Show each line in the listing below that contains the word "JudgeWorker".

★ ★ ★ ★

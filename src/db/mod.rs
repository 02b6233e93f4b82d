//! Database module
//!
//! This module handles database connections, migrations, and repositories.

pub mod connection;
pub mod repositories;

use sqlx::PgPool;

pub use connection::*;
pub use repositories::{ContestRepo, ProblemRepo, SubmissionRepo};

/// Run database migrations
pub async fn run_migrations(pool: &PgPool) -> Result<(), sqlx::migrate::MigrateError> {
    sqlx::migrate!("./migrations").run(pool).await
}
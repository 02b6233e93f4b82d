//! Judging pipeline
//!
//! Language recipes, the keyword gate, verdict mapping and the workers that
//! turn a queued submission into its terminal state.

pub mod keywords;
pub mod languages;
pub mod pool;
pub mod runner;
pub mod verdict;
pub mod worker;

pub use keywords::{KeywordGate, KeywordViolation};
pub use languages::{LanguageHandler, RecipeSettings};
pub use pool::WorkerPool;
pub use runner::CaseRunner;
pub use verdict::{CaseLimits, CaseOutcome, VerdictAccumulator};
pub use worker::JudgeWorker;
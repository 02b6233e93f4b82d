//! Sandboxed execution
//!
//! A [`Sandbox`] runs one shell command in a fresh, disposable container and
//! reports what happened. Infrastructure faults come back as [`SandboxError`]
//! values; user-program failures are ordinary [`ExecResult`]s.

pub mod container;
pub mod security;

use async_trait::async_trait;

use crate::{
    constants::{MEMORY_KB_MARKER, RUN_MS_MARKER},
    error::{SandboxError, SandboxErrorKind},
};

pub use container::DockerSandbox;
pub use security::SecurityPolicy;

/// One isolated execution
#[derive(Debug, Clone, PartialEq, Eq)]
pub struct ExecRequest {
    pub image: String,
    /// Script passed to `/bin/sh -c`
    pub command: String,
    pub stdin: Vec<u8>,
    /// Wall-clock budget, safety margin included; the container is killed past it
    pub wall_timeout_ms: u64,
    pub memory_limit_mb: u64,
}

/// Outcome of one execution
#[derive(Debug, Clone, Default, PartialEq, Eq)]
pub struct ExecResult {
    pub exit_code: i64,
    pub timed_out: bool,
    pub stdout: Vec<u8>,
    pub wall_time_ms: u64,
    pub approx_memory_kb: u64,
    /// Run duration measured inside the container, excluding compilation
    pub reported_run_ms: Option<u64>,
    pub oom_killed: bool,
}

#[cfg_attr(test, mockall::automock)]
#[async_trait]
pub trait Sandbox: Send + Sync {
    /// Run a command in a fresh container that no longer exists when this returns
    async fn run(&self, request: ExecRequest) -> Result<ExecResult, SandboxError>;
}

/// Map a Docker client error onto a sandbox fault kind
pub fn classify_docker_error(err: &bollard::errors::Error) -> SandboxError {
    use bollard::errors::Error;

    let kind = match err {
        Error::DockerResponseServerError { status_code: 404, .. } => SandboxErrorKind::ImageMissing,
        Error::IOError { .. }
        | Error::RequestTimeoutError { .. }
        | Error::SocketNotFoundError { .. }
        | Error::HyperResponseError { .. } => SandboxErrorKind::DaemonUnavailable,
        _ => SandboxErrorKind::Api,
    };

    SandboxError::new(kind, err.to_string())
}

/// Trailer values a recipe reports on stderr
#[derive(Debug, Clone, Copy, Default, PartialEq, Eq)]
pub struct Trailers {
    pub run_ms: Option<u64>,
    pub memory_kb: Option<u64>,
}

/// Extract the run-time and memory trailers; the last occurrence wins
pub fn parse_trailers(stderr: &str) -> Trailers {
    let mut trailers = Trailers::default();

    for line in stderr.lines() {
        let mut parts = line.split_whitespace();
        let (Some(marker), Some(value)) = (parts.next(), parts.next()) else {
            continue;
        };
        let Ok(value) = value.parse::<u64>() else {
            continue;
        };

        if marker == RUN_MS_MARKER {
            trailers.run_ms = Some(value);
        } else if marker == MEMORY_KB_MARKER {
            trailers.memory_kb = Some(value);
        }
    }

    trailers
}
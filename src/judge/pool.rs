//! Pool of judge workers draining the job queue

use std::sync::atomic::{AtomicBool, Ordering};
use std::sync::Arc;
use std::time::Duration;

use tokio::task::JoinSet;

use crate::{
    judge::worker::JudgeWorker,
    queue::{JobQueue, JudgeJob},
};

/// N independent consumers sharing one worker definition
///
/// Each consumer owns its queue handle because a blocking pop holds the
/// connection it runs on.
pub struct WorkerPool {
    worker: Arc<JudgeWorker>,
    queues: Vec<Arc<dyn JobQueue>>,
}

impl WorkerPool {
    pub fn new(worker: Arc<JudgeWorker>, queues: Vec<Arc<dyn JobQueue>>) -> Self {
        Self { worker, queues }
    }

    pub fn size(&self) -> usize {
        self.queues.len()
    }

    /// Run every consumer until `shutdown` is set; in-flight submissions finish first
    pub async fn run(self, shutdown: Arc<AtomicBool>) {
        tracing::info!(workers = self.queues.len(), "Starting judge worker pool");

        let mut tasks = JoinSet::new();
        for (index, queue) in self.queues.into_iter().enumerate() {
            let worker = self.worker.clone();
            let shutdown = shutdown.clone();
            tasks.spawn(consume(index, worker, queue, shutdown));
        }

        while let Some(joined) = tasks.join_next().await {
            if let Err(e) = joined {
                tracing::error!("Judge worker task failed: {}", e);
            }
        }

        tracing::info!("Judge worker pool stopped");
    }
}

async fn consume(
    index: usize,
    worker: Arc<JudgeWorker>,
    queue: Arc<dyn JobQueue>,
    shutdown: Arc<AtomicBool>,
) {
    tracing::debug!(worker = index, "Judge worker started");

    while !shutdown.load(Ordering::SeqCst) {
        match queue.dequeue().await {
            Ok(Some(job)) => handle_job(&worker, job).await,
            Ok(None) => tokio::task::yield_now().await,
            Err(e) => {
                tracing::error!(worker = index, "Error polling judge queue: {}", e);
                tokio::time::sleep(Duration::from_secs(1)).await;
            }
        }
    }

    tracing::debug!(worker = index, "Judge worker stopped");
}

/// Judge one job; an error that escaped the case loop is recorded as `SE`
pub async fn handle_job(worker: &JudgeWorker, job: JudgeJob) {
    let submission_id = job.submission_id;

    if let Err(e) = worker.process_submission(submission_id).await {
        tracing::error!(submission_id, "Judging failed: {}", e);

        if let Err(mark_err) = worker.mark_system_error(submission_id, &e.to_string()).await {
            tracing::error!(
                submission_id,
                "Could not record system error: {}",
                mark_err
            );
        }
    }
}
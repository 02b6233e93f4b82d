//! judgeflow - Judge worker entry point
//!
//! Drains the judge queue with a pool of workers, runs the exam sweeps on
//! their schedules and serves a health probe.

use std::net::SocketAddr;
use std::sync::atomic::{AtomicBool, Ordering};
use std::sync::Arc;

use axum::Router;
use redis::Client as RedisClient;
use tokio::net::TcpListener;
use tower_http::trace::TraceLayer;
use tracing_subscriber::{layer::SubscriberExt, util::SubscriberInitExt};

use judgeflow::{
    config::CONFIG,
    db::{
        self,
        repositories::{ContestRepository, ProblemRepository, SubmissionRepository},
    },
    handlers,
    judge::{CaseRunner, JudgeWorker, RecipeSettings, WorkerPool},
    queue::{JobQueue, RedisJobQueue},
    sandbox::DockerSandbox,
    scheduler::SweepScheduler,
    services::ExamService,
    state::AppState,
};

#[tokio::main]
async fn main() -> anyhow::Result<()> {
    init_tracing();

    tracing::info!("Starting judgeflow {}", env!("CARGO_PKG_VERSION"));

    // Initialize database connection pool
    tracing::info!("Connecting to database...");
    let db_pool = db::connection::create_pool(&CONFIG.database).await?;

    tracing::info!("Running database migrations...");
    db::run_migrations(&db_pool).await?;

    // Initialize Docker sandbox
    tracing::info!("Connecting to Docker...");
    let docker = DockerSandbox::connect(&CONFIG.docker)?;
    let sandbox = Arc::new(DockerSandbox::new(docker, &CONFIG.docker));
    sandbox.ping().await?;
    let docker_version = sandbox.docker().version().await?;
    tracing::info!(
        "Connected to Docker version: {}",
        docker_version.version.unwrap_or_default()
    );

    // One queue connection per worker; a blocking pop holds its connection
    tracing::info!("Connecting to Redis...");
    let redis_client = RedisClient::open(CONFIG.redis.url.as_str())?;
    let mut queues: Vec<Arc<dyn JobQueue>> = Vec::with_capacity(CONFIG.judge.workers);
    for _ in 0..CONFIG.judge.workers.max(1) {
        let queue = RedisJobQueue::connect(
            &redis_client,
            &CONFIG.redis.queue_key_prefix,
            CONFIG.judge.poll_timeout_secs,
        )
        .await?;
        queues.push(Arc::new(queue));
    }

    let submissions = Arc::new(SubmissionRepository::new(db_pool.clone()));
    let problems = Arc::new(ProblemRepository::new(db_pool.clone()));
    let contests = Arc::new(ContestRepository::new(db_pool.clone()));

    let runner = CaseRunner::new(
        sandbox.clone(),
        RecipeSettings::from_config(&CONFIG.docker, &CONFIG.judge),
    );
    let worker = Arc::new(JudgeWorker::new(submissions, problems, runner));
    let pool = WorkerPool::new(worker, queues);

    // Exam sweeps
    let exams = Arc::new(ExamService::new(contests));
    let mut scheduler = SweepScheduler::new(CONFIG.exam.clone(), exams).await?;
    scheduler.setup_jobs().await?;
    scheduler.start().await?;

    // Health probe
    let state = AppState::new(db_pool, sandbox);
    let app = Router::new()
        .merge(handlers::routes())
        .layer(TraceLayer::new_for_http())
        .with_state(state);
    let addr = SocketAddr::new(CONFIG.server.host.parse()?, CONFIG.server.port);
    let listener = TcpListener::bind(addr).await?;
    tracing::info!("Health probe listening on http://{}", addr);
    tokio::spawn(async move {
        if let Err(e) = axum::serve(listener, app).await {
            tracing::error!("Health server error: {}", e);
        }
    });

    let shutdown = Arc::new(AtomicBool::new(false));
    tokio::spawn(watch_signals(shutdown.clone()));

    pool.run(shutdown).await;

    scheduler.shutdown().await?;
    tracing::info!("judgeflow shutdown complete");
    Ok(())
}

fn init_tracing() {
    let filter = tracing_subscriber::EnvFilter::try_from_default_env()
        .unwrap_or_else(|_| CONFIG.server.rust_log.clone().into());

    let (json, text) = if CONFIG.server.json_logs {
        (Some(tracing_subscriber::fmt::layer().json()), None)
    } else {
        (None, Some(tracing_subscriber::fmt::layer()))
    };

    tracing_subscriber::registry()
        .with(filter)
        .with(json)
        .with(text)
        .init();
}

/// Set `shutdown` on Ctrl+C or SIGTERM; workers finish their current job
async fn watch_signals(shutdown: Arc<AtomicBool>) {
    let ctrl_c = async {
        if let Err(e) = tokio::signal::ctrl_c().await {
            tracing::error!("Failed to listen for Ctrl+C: {}", e);
            std::future::pending::<()>().await;
        }
    };

    #[cfg(unix)]
    let terminate = async {
        match tokio::signal::unix::signal(tokio::signal::unix::SignalKind::terminate()) {
            Ok(mut signal) => {
                signal.recv().await;
            }
            Err(e) => {
                tracing::error!("Failed to install SIGTERM handler: {}", e);
                std::future::pending::<()>().await;
            }
        }
    };

    #[cfg(not(unix))]
    let terminate = std::future::pending::<()>();

    tokio::select! {
        _ = ctrl_c => {},
        _ = terminate => {},
    }

    tracing::info!("Shutdown signal received, finishing current jobs...");
    shutdown.store(true, Ordering::SeqCst);
}
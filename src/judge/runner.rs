//! Single-case execution shared by judging and test runs

use std::sync::Arc;

use crate::{
    judge::{
        languages::{LanguageHandler, RecipeSettings},
        verdict::{evaluate, CaseLimits, CaseOutcome},
    },
    models::JudgeCase,
    sandbox::{ExecRequest, Sandbox},
};

/// Builds a recipe for a case, runs it and maps the result
#[derive(Clone)]
pub struct CaseRunner {
    sandbox: Arc<dyn Sandbox>,
    settings: RecipeSettings,
}

impl CaseRunner {
    pub fn new(sandbox: Arc<dyn Sandbox>, settings: RecipeSettings) -> Self {
        Self { sandbox, settings }
    }

    /// Run one case; sandbox faults come back as `SE` outcomes
    pub async fn run(
        &self,
        handler: &LanguageHandler,
        source: &str,
        case: &JudgeCase,
        limits: CaseLimits,
    ) -> CaseOutcome {
        let recipe = handler.build_command(
            source,
            case.input.len(),
            limits.time_limit_ms,
            &self.settings,
        );

        let request = ExecRequest {
            image: recipe.image,
            command: recipe.command,
            stdin: case.input.as_bytes().to_vec(),
            wall_timeout_ms: recipe.deadline_ms,
            memory_limit_mb: limits.memory_limit_mb,
        };

        match self.sandbox.run(request).await {
            Ok(exec) => evaluate(&exec, case.expected.as_deref(), limits),
            Err(err) => {
                tracing::error!(
                    kind = %err.kind,
                    language = handler.language(),
                    error = %err.message,
                    "Sandbox execution failed"
                );
                CaseOutcome::from_sandbox_error(&err)
            }
        }
    }
}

★ ★ ★ ★

- Result for this task -
pub use worker::JudgeWorker;
    judge::worker::JudgeWorker,
    worker: Arc<JudgeWorker>,
    pub fn new(worker: Arc<JudgeWorker>, queues: Vec<Arc<dyn JobQueue>>) -> Self {
    worker: Arc<JudgeWorker>,
pub async fn handle_job(worker: &JudgeWorker, job: JudgeJob) {
    judge::{CaseRunner, JudgeWorker, RecipeSettings, WorkerPool},
    let worker = Arc::new(JudgeWorker::new(submissions, problems, runner));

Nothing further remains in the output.